Exercise brief:
Among the lines of the data, copy those that hold "started".

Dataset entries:
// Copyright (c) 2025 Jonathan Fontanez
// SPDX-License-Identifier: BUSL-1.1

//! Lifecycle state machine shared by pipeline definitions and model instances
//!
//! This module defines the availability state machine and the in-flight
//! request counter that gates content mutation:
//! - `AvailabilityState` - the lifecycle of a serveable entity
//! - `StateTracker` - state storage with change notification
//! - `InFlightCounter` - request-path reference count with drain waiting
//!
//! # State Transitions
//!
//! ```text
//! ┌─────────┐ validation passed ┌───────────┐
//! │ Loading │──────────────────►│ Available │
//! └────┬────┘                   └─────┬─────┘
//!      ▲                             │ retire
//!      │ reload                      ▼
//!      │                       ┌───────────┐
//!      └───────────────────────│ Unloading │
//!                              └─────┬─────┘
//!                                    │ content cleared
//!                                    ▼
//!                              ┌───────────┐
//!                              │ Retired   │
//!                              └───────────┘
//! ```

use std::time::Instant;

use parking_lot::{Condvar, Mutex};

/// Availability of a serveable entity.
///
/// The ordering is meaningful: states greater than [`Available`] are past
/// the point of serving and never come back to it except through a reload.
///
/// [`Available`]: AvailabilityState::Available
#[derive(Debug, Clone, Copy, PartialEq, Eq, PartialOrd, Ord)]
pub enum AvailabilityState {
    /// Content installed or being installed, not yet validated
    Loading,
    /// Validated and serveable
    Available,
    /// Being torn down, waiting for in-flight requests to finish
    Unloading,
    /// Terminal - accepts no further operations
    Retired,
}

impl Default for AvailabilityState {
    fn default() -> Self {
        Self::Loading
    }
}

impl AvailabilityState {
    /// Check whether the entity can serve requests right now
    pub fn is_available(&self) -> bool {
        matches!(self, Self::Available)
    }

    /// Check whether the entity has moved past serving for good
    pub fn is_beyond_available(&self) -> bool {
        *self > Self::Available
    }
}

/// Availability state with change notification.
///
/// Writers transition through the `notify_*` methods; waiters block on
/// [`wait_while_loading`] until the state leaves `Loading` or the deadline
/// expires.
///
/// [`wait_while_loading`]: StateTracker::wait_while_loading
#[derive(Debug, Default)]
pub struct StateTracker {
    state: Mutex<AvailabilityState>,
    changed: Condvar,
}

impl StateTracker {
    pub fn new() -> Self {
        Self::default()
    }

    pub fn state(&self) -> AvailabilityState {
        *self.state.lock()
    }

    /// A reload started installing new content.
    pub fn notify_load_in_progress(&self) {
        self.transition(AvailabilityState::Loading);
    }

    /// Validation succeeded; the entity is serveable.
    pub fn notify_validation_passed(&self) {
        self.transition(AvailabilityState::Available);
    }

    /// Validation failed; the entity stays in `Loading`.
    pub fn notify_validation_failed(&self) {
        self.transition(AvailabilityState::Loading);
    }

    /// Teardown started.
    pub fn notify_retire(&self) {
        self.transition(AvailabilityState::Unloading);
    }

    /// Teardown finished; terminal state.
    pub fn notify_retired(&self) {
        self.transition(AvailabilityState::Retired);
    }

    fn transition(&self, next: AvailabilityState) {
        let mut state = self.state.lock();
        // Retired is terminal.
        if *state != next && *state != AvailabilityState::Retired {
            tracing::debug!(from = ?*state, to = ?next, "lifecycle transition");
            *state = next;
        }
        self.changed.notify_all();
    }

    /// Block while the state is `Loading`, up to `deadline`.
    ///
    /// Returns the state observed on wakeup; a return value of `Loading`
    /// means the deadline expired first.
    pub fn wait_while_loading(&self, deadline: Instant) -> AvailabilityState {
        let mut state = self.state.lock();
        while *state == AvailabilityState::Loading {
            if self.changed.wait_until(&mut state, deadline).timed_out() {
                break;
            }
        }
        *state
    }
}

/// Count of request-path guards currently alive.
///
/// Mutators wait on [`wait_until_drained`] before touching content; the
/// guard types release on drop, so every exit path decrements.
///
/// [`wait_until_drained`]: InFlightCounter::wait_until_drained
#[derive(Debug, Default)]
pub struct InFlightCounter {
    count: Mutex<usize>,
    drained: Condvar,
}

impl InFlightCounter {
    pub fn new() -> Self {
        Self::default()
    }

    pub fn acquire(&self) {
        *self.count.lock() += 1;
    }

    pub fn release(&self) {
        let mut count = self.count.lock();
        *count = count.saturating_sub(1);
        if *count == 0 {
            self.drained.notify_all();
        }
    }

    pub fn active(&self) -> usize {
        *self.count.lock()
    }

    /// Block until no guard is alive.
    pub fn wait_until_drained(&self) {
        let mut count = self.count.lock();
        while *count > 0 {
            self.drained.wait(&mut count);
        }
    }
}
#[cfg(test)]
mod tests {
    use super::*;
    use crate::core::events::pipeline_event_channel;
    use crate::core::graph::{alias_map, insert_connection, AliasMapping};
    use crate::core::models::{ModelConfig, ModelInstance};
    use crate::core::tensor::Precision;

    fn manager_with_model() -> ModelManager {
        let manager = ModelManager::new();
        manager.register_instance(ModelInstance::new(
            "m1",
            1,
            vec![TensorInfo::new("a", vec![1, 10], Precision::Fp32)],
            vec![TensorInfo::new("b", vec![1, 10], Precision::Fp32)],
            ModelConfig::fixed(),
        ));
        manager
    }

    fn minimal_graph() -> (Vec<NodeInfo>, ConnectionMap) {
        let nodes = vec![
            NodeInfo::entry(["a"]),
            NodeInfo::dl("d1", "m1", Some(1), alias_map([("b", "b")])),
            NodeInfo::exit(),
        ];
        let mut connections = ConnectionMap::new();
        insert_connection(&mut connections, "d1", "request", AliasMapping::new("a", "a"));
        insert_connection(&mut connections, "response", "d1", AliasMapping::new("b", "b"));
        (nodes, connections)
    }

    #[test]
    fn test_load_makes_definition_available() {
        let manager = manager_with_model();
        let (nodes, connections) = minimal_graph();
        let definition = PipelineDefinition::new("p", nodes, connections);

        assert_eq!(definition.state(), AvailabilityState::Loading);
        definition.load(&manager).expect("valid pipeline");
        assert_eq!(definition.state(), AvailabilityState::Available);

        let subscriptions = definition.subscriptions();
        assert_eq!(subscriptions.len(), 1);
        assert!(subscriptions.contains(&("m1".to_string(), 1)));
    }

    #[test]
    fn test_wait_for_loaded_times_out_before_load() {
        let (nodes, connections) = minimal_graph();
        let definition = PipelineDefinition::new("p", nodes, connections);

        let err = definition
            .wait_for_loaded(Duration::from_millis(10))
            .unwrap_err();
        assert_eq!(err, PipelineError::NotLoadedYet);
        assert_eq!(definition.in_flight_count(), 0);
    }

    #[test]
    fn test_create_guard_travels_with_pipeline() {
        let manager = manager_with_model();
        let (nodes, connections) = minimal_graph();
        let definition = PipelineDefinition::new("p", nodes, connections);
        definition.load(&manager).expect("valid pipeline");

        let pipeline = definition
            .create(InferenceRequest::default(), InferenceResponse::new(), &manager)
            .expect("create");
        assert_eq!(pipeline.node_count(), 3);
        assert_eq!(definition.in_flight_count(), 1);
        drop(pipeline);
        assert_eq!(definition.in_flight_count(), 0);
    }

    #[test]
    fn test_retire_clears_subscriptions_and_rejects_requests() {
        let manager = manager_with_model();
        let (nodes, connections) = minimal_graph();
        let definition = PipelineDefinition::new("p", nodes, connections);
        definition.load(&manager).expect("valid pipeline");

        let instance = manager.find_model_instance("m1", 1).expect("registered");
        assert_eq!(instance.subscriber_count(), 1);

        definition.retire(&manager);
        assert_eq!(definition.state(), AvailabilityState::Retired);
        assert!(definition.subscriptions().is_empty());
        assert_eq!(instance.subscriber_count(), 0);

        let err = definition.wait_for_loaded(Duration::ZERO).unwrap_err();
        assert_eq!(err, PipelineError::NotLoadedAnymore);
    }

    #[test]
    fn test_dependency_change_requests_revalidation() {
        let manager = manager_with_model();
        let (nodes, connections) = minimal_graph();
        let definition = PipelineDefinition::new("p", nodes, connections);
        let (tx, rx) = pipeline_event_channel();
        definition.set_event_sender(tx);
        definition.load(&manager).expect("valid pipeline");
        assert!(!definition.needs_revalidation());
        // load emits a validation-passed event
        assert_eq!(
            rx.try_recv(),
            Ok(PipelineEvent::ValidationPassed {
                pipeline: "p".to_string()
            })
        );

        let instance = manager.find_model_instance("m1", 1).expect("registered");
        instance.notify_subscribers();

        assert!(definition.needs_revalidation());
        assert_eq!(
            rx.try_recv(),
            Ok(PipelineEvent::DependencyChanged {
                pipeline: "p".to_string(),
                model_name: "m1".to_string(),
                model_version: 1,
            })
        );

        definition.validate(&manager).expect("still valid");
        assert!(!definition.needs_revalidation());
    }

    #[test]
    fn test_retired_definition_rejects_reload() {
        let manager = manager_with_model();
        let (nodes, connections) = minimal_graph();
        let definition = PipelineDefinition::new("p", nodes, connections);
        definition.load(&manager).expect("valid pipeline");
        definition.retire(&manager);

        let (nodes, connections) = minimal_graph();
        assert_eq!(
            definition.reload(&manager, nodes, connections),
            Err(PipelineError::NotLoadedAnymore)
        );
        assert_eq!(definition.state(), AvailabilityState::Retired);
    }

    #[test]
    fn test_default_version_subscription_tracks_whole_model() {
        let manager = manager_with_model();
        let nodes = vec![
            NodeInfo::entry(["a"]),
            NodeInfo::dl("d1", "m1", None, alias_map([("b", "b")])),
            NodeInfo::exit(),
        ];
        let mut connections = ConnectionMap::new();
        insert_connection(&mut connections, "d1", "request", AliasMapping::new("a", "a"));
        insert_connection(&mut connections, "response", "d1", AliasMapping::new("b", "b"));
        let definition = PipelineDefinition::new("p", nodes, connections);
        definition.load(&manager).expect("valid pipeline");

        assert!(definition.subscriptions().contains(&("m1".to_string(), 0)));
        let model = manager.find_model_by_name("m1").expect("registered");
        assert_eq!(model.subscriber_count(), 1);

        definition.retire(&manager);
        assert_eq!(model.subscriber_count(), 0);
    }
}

Result of this task:
    /// A reload started installing new content.
    /// Teardown started.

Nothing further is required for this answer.